# could really use some advice please



## mandiibabez (Feb 23, 2009)

i have to female ferrets they have always lived together and i got them from a rescue centre a year ago. i wanted to rehome another ferret and went to a rescue centre where they had a hob he is absolutly gorgeousssss! i love him already but when we put him in the cat box with my to girls one of my girls (tequila) started to bite his neck and make all the hissing and clucking noises? he just tryed to get under the cover. the man at the centre said this is just what ferrets do but im not so sure? i dont know weva its becoz they were in such a small place or if she was just saying she was the boss? or that she just dunsnt want him around? please sum1 tell me what happenes when ferrets meet? i want this hob but not if they are all going to be unhappy??? thanku, sorry its a essay!


----------



## mandiibabez (Feb 23, 2009)

54 views and no advice, hmm thanx guys


----------



## Tapir (Mar 20, 2010)

don't take offence people just may not have answers.

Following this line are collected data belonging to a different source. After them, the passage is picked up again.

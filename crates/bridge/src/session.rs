//! Long-lived command sessions.
//!
//! Repeated remote-control and power requests would pay a full
//! connect/handshake per invocation if they went through one-shot helper
//! processes. Instead one `session` process is kept alive per device (and
//! mock flag) and reused: requests are written as JSON lines and answered
//! one-at-a-time, with no pipelining. Per session the lifecycle is
//! absent → starting → ready → active → closed; any session-fatal
//! condition drops the table entry, and the next request transparently
//! spawns a fresh process.

use std::collections::HashMap;
use std::sync::Arc;

use atmo_protocol::{CommandResponse, PowerResponse, STATUS_ERROR, SessionMessage, SessionRequest};
use tokio::sync::Mutex;
use tracing::debug;

use crate::child::{ChildSession, SessionEvent, SessionTable};
use crate::config::BridgeConfig;
use crate::error::{BridgeError, Result};
use crate::launcher::{HelperOp, Launcher};

/// Key of a reusable command session: one live session per device and
/// mock flag at a time.
#[derive(Debug, Clone, PartialEq, Eq, Hash)]
pub struct CommandKey {
	pub identifier: String,
	pub mock: bool,
}

impl CommandKey {
	pub fn new(identifier: impl Into<String>, mock: bool) -> Self {
		Self {
			identifier: identifier.into(),
			mock,
		}
	}
}

pub struct CommandSessionManager {
	launcher: Arc<Launcher>,
	config: Arc<BridgeConfig>,
	sessions: SessionTable<CommandKey>,
}

impl CommandSessionManager {
	pub fn new(launcher: Arc<Launcher>, config: Arc<BridgeConfig>) -> Self {
		Self {
			launcher,
			config,
			sessions: Arc::new(Mutex::new(HashMap::new())),
		}
	}

	/// Sends a remote-control command over the device's session.
	pub async fn send_command(
		&self,
		identifier: &str,
		command: &str,
		action: &str,
		mock: bool,
	) -> Result<CommandResponse> {
		let key = CommandKey::new(identifier, mock);
		debug!(
			target = "bridge",
			identifier, command, action, mock, "command request"
		);
		let request = SessionRequest::Command {
			command: command.to_string(),
			action: action.to_string(),
		};
		let message = self.send_request(&key, &request).await?;

		if !message.is_ok() {
			let reason = message.failure_reason().unwrap_or("command failed");
			return Err(BridgeError::helper(reason));
		}

		Ok(CommandResponse {
			status: message.status,
			identifier: message.identifier.or_else(|| Some(identifier.to_string())),
			command: message.command.unwrap_or_else(|| command.to_string()),
			action: message.action.unwrap_or_else(|| action.to_string()),
			mock: message.mock,
		})
	}

	/// Sends a power action (`on`, `off`, `status`) over the device's session.
	pub async fn power(&self, identifier: &str, action: &str, mock: bool) -> Result<PowerResponse> {
		let key = CommandKey::new(identifier, mock);
		debug!(target = "bridge", identifier, action, mock, "power request");
		let request = SessionRequest::Power {
			action: action.to_string(),
		};
		let message = self.send_request(&key, &request).await?;

		if !message.is_ok() {
			let reason = message.failure_reason().unwrap_or("power command failed");
			return Err(BridgeError::helper(reason));
		}

		Ok(PowerResponse {
			status: message.status,
			identifier: message.identifier.or_else(|| Some(identifier.to_string())),
			power: message.power,
			power_state: message.power_state,
		})
	}

	/// Writes one request line and awaits exactly one response line on the
	/// session for `key`, creating the session first if needed.
	///
	/// `status: "error"` responses are surfaced as failures but leave the
	/// session open; `fatal: true` and `status: "closing"` tear it down.
	pub async fn send_request(
		&self,
		key: &CommandKey,
		request: &SessionRequest,
	) -> Result<SessionMessage> {
		let session = self.ensure_session(key).await?;

		if let Err(err) = session.write_json(request).await {
			self.close_session(key, Some("failed to write to session"))
				.await;
			return Err(err);
		}

		let message = self.await_message(key, &session).await?;

		if message.is_session_fatal() {
			let reason = message
				.failure_reason()
				.unwrap_or("command session closed")
				.to_string();
			self.close_session(key, Some(&reason)).await;
			return Err(BridgeError::Helper(reason));
		}

		if message.status == STATUS_ERROR {
			// Recoverable, request-scoped failure; the session stays usable.
			let reason = message.failure_reason().unwrap_or("session error");
			return Err(BridgeError::helper(reason));
		}

		Ok(message)
	}

	/// Returns the session for `key`, spawning and handshaking a new
	/// process if none is live. The first line from a new process must be
	/// `{"status":"ready"}`; anything else is a fatal startup error.
	async fn ensure_session(&self, key: &CommandKey) -> Result<Arc<ChildSession>> {
		let session = {
			let mut table = self.sessions.lock().await;
			if let Some(existing) = table.get(key) {
				return Ok(existing.clone());
			}

			let mut args = self.launcher.base_args(key.mock, HelperOp::Session);
			args.push("--identifier".to_string());
			args.push(key.identifier.clone());

			debug!(
				target = "bridge",
				identifier = %key.identifier,
				mock = key.mock,
				"starting command session"
			);
			let session = ChildSession::spawn(
				&mut self.launcher.command(&args),
				self.config.clone(),
				&self.sessions,
				key.clone(),
				format!("command {}", key.identifier),
			)?;
			table.insert(key.clone(), session.clone());
			session
		};

		match self.await_message(key, &session).await {
			Ok(message) if message.is_ready() => Ok(session),
			Ok(message) => {
				let reason = message
					.failure_reason()
					.unwrap_or("session failed to start")
					.to_string();
				self.close_session(key, Some(&reason)).await;
				Err(BridgeError::Helper(reason))
			}
			Err(err) => {
				self.close_session(key, Some("session failed to start")).await;
				Err(err)
			}
		}
	}

	/// Awaits the next response line, translating pipe-level events into
	/// errors and tearing the session down on every terminal condition.
	async fn await_message(
		&self,
		key: &CommandKey,
		session: &Arc<ChildSession>,
	) -> Result<SessionMessage> {
		let event = match session.next_event(self.config.response_timeout).await {
			Ok(event) => event,
			Err(BridgeError::Timeout) => {
				// A late reply would desynchronize the next exchange.
				self.close_session(key, Some("timed out waiting for helper response"))
					.await;
				return Err(BridgeError::Timeout);
			}
			Err(err) => return Err(err),
		};

		match event {
			SessionEvent::Line(line) => match serde_json::from_slice::<SessionMessage>(&line) {
				Ok(message) => Ok(message),
				Err(err) => {
					self.close_session(key, Some("invalid helper response")).await;
					Err(err.into())
				}
			},
			SessionEvent::Stderr(text) => {
				self.close_session(key, Some(&text)).await;
				Err(BridgeError::Helper(text))
			}
			SessionEvent::Closed { reason, .. } => {
				let reason =
					reason.unwrap_or_else(|| "command session closed unexpectedly".to_string());
				self.close_session(key, Some(&reason)).await;
				Err(BridgeError::Helper(reason))
			}
			SessionEvent::Exited(code) => match code {
				Some(code) if code != 0 => Err(BridgeError::helper(format!(
					"command session exited with status {code}"
				))),
				_ => Err(BridgeError::helper("command session closed")),
			},
		}
	}

	/// Removes and tears down the session for `key`. Removal happens
	/// before any pipe work, so re-entrant calls see no session and the
	/// teardown runs at most once.
	pub async fn close_session(&self, key: &CommandKey, reason: Option<&str>) {
		let session = { self.sessions.lock().await.remove(key) };
		let Some(session) = session else {
			return;
		};
		debug!(
			target = "bridge",
			session = session.label(),
			reason = reason.unwrap_or("closed"),
			"closing command session"
		);
		session
			.shutdown(
				Some(reason.unwrap_or("command session closed").to_string()),
				true,
				true,
			)
			.await;
	}

	/// Closes every live session (used before clearing credential storage).
	pub async fn close_all(&self, reason: &str) {
		let keys: Vec<CommandKey> = { self.sessions.lock().await.keys().cloned().collect() };
		for key in keys {
			self.close_session(&key, Some(reason)).await;
		}
	}

	/// Whether a live session exists for `key` (test observability).
	pub async fn has_session(&self, key: &CommandKey) -> bool {
		self.sessions.lock().await.contains_key(key)
	}
}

it can take time for them to bond, if anyone gets badly bitten or there is a nasty fight, things are obviously not working out. 

I'd stick it out for a few days and see what happens, if you are worried, call the centre.


----------



## mandiibabez (Feb 23, 2009)

thankx they gettin on ok kinda lol. he just stays out of the way they havent had another fight x


----------



## Tapir (Mar 20, 2010)

thats good  i have just got a new ferret today and he had a few scuffles with Tia but they are curled up together now! I can take a few hours or a few days!


----------



## mandiibabez (Feb 23, 2009)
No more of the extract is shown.